TASK BRIEF: Give back all the data exactly, line by line.

═══ AVAILABLE DATA ═══

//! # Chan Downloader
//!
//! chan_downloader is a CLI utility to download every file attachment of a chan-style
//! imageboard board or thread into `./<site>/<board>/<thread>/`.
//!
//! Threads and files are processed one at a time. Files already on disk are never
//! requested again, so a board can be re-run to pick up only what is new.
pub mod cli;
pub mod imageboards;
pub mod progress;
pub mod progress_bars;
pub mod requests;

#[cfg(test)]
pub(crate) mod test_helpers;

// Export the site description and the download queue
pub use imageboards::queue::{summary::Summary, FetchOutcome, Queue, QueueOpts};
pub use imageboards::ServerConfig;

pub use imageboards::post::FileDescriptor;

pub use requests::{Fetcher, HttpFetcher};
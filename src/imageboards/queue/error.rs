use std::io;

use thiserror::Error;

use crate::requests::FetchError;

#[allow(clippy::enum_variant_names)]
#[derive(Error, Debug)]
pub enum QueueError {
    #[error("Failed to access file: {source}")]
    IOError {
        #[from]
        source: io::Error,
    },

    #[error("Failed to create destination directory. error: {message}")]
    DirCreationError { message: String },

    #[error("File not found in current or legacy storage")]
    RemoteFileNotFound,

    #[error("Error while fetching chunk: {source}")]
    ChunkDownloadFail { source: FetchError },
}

═══

WORKED SOLUTION:
//! # Chan Downloader
//!
//! chan_downloader is a CLI utility to download every file attachment of a chan-style
//! imageboard board or thread into `./<site>/<board>/<thread>/`.
//!
//! Threads and files are processed one at a time. Files already on disk are never
//! requested again, so a board can be re-run to pick up only what is new.
pub mod cli;
pub mod imageboards;
pub mod progress;
pub mod progress_bars;
pub mod requests;

#[cfg(test)]
pub(crate) mod test_helpers;

// Export the site description and the download queue
pub use imageboards::queue::{summary::Summary, FetchOutcome, Queue, QueueOpts};
pub use imageboards::ServerConfig;

pub use imageboards::post::FileDescriptor;

pub use requests::{Fetcher, HttpFetcher};
filename src/imageboards/queue/error.rs
use std::io;

use thiserror::Error;

use crate::requests::FetchError;

#[allow(clippy::enum_variant_names)]
#[derive(Error, Debug)]
pub enum QueueError {
    #[error("Failed to access file: {source}")]
    IOError {
        #[from]
        source: io::Error,
    },

    #[error("Failed to create destination directory. error: {message}")]
    DirCreationError { message: String },

    #[error("File not found in current or legacy storage")]
    RemoteFileNotFound,

    #[error("Error while fetching chunk: {source}")]
    ChunkDownloadFail { source: FetchError },
}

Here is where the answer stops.